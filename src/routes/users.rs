use axum::{
    extract::State,
    http::StatusCode,
    routing::get,
    Json, Router,
};
use serde_json::Value;

use crate::auth::CurrentUser;
use crate::db::{schema, Database, Query};
use crate::error::{AppError, Result};
use crate::routes::{first_row, object};
use crate::server::AppState;

/// Columns a client may never read back or write directly.
const PROTECTED_COLUMNS: &[&str] = &["id", "password", "password_hash", "created_at"];

pub fn router() -> Router<AppState> {
    Router::new().route("/me", get(get_me).patch(update_me))
}

fn without_secrets(mut user: Value) -> Value {
    if let Value::Object(map) = &mut user {
        map.remove("password_hash");
        map.remove("password");
    }
    user
}

async fn get_me(State(state): State<AppState>, CurrentUser(user_id): CurrentUser) -> Result<Json<Value>> {
    let user = state
        .db
        .select_one(&Query::table(schema::USERS).eq("id", user_id.as_str()))
        .await?
        .ok_or_else(|| AppError::not_found("User"))?;
    Ok(Json(without_secrets(user)))
}

/// 409 when another account already uses `email`.
async fn ensure_email_free(db: &dyn Database, email: &str, user_id: &str) -> Result<()> {
    let taken = db
        .select_one(
            &Query::table(schema::USERS)
                .select(&["id"])
                .eq("email", email)
                .neq("id", user_id),
        )
        .await?;
    if taken.is_some() {
        return Err(AppError::rejected(
            StatusCode::CONFLICT,
            "EMAIL_ALREADY_EXISTS",
            "이미 존재하는 이메일입니다.",
        ));
    }
    Ok(())
}

async fn update_me(
    State(state): State<AppState>,
    CurrentUser(user_id): CurrentUser,
    Json(body): Json<Value>,
) -> Result<Json<Value>> {
    let mut patch = object(body)?;
    for column in PROTECTED_COLUMNS {
        patch.remove(*column);
    }
    if let Some(email) = patch.get("email").and_then(Value::as_str) {
        ensure_email_free(state.db.as_ref(), email, &user_id).await?;
    }
    let rows = state
        .db
        .update(&Query::table(schema::USERS).eq("id", user_id.as_str()), Value::Object(patch))
        .await?;
    Ok(Json(without_secrets(first_row(rows, "User")?)))
}

#[cfg(test)]
mod tests {
    use super::*;
    use serde_json::json;

    #[test]
    fn secrets_are_stripped() {
        let user = without_secrets(json!({"id": "u", "email": "a@b.c", "password_hash": "$argon2"}));
        assert!(user.get("password_hash").is_none());
        assert_eq!(user["email"], "a@b.c");
    }
}
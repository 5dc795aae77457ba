//! Argon2id password hashing in PHC string format.

use argon2::{
    password_hash::{rand_core::OsRng, PasswordHash, PasswordHasher, PasswordVerifier, SaltString},
    Argon2,
};

use crate::error::{AppError, Result};

pub fn hash_password(password: &str) -> Result<String> {
    let salt = SaltString::generate(&mut OsRng);
    Argon2::default()
        .hash_password(password.as_bytes(), &salt)
        .map(|hash| hash.to_string())
        .map_err(|e| AppError::Internal(format!("Failed to hash password: {e}")))
}

/// False on mismatch; an error only when `hash` is not a PHC string.
pub fn verify_password(password: &str, hash: &str) -> Result<bool> {
    let parsed = PasswordHash::new(hash)
        .map_err(|e| AppError::Internal(format!("Invalid password hash format: {e}")))?;
    Ok(Argon2::default()
        .verify_password(password.as_bytes(), &parsed)
        .is_ok())
}

#[cfg(test)]
mod tests {
    use super::*;

    #[test]
    fn hash_then_verify() {
        let hash = hash_password("reflect-every-week").unwrap();
        assert!(hash.starts_with("$argon2"));
        assert!(verify_password("reflect-every-week", &hash).unwrap());
        assert!(!verify_password("wrong", &hash).unwrap());
    }

    #[test]
    fn salts_differ() {
        let a = hash_password("same").unwrap();
        let b = hash_password("same").unwrap();
        assert_ne!(a, b);
    }

    #[test]
    fn malformed_hash_is_an_error() {
        assert!(verify_password("pw", "plaintext").is_err());
    }
}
·····
Problem statement —
Consider the string "patch". State how many lines of the data contain it, giving the number alone.

Exercise solution —
5